The unique child: tailoring personalised support in the early years

17 March 2025

Julian Grenier, our senior content and engagement manager for the early years, explains how settings can use a personalised approach to support all children to flourish.

Julian Grenier

Senior Content and Engagement Manager (Early Years)

Tailoring personalised support

The EEF’s guide to the Early Years Pupil Premium recommends that settings should ‘tailor personalised support’.

What does this mean, and how can settings use this approach to help every child flourish?

Effective support

The Statutory Framework for the Early Years Foundation Stage (EYFS) includes a commitment to the ‘unique child’. This commitment is partly about recognising the individuality of each child. Children develop at different rates and in different ways. As educators, we will be constantly adapting our ways of interacting with each child, teaching and caring for them. Relationships which draw on this deep knowledge of the children is at the heart of effective early education and childcare.

When the EEF recommends that we should ‘tailor personalised support’ for children, this includes the EYFS principle of the ‘unique child’. However, the recommendation also goes beyond this principle.
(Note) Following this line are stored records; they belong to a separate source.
pub mod catalog;
pub mod factorization;
pub mod ranking;
pub mod rating_store;
pub mod recommender;

pub use catalog::{Catalog, InMemoryCatalog};
pub use factorization::{FactorModel, FitParams};
pub use rating_store::RatingStore;
pub use recommender::{ModelHandle, RecommendationService};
It highlights the importance of our work to identify which children need extra support and teaching, in order to make good progress.

Identifying needs

Each child who is eligible for the Early Years Pupil Premium (EYPP) has their own learning strengths and needs.

However, we also know that on average, children who are socio-economically disadvantaged are more likely to have delayed development in key areas. For example, Law et al. (2017) highlight that disadvantaged children are at a higher risk of delayed language development, which can have long-term effects on their education and life outcomes.

Taking action to tailor personalised support

There are still significant evidence gaps with respect to children under the age of 4 (before they start reception). For example, we don't yet have robust research evidence about programmes which boost children's outcomes in key areas like communication and language, and also narrow the learning gap between disadvantaged children and their peers.

However, EEF are working with the Stronger Practice Hubs across England to study the impact of new programmes on children's outcomes, and their influence on developing quality practice.

In the meantime, we can still take informed action by usefully drawing on research evidence to help us with the task of making accurate assessments. For example, the LanguageScreen assessment tool is part of the Nuffield Early Language Intervention (NELI), which has been extensively trialled by the EEF. You can use LanguageScreen with children age three and upwards for accurate assessment of expressive vocabulary, listening comprehension, receptive vocabulary and sentence repetition.

By identifying children with greater needs in their language development, you can accurately target them for more small-group or 1:1 opportunities for conversation. This extra support will help them to flourish.

Interactive reading is an example of an approach which you might use. However, it is important to note that tailoring personalised support means using your EYPP funding to offer more frequent support to the children with greater needs.

For example, if we offered all the children the same number of interactive reading sessions, we would not narrow the learning gap between disadvantaged children and their peers at all.

That’s why it’s an effective use of EYPP funding to:

  • Use a robust assessment tool to identify the eligible children with the greatest needs in their communication and language
  • Offer those children tailored, personalised support that’s additional and on-top of what you generally offer
  • Monitor the children’s progress closely, using the assessment tool, so you can check that the approach is working.

By using this strategy, we can begin to bridge the gap between research evidence and our practice and ensure that every child thrives in the early years.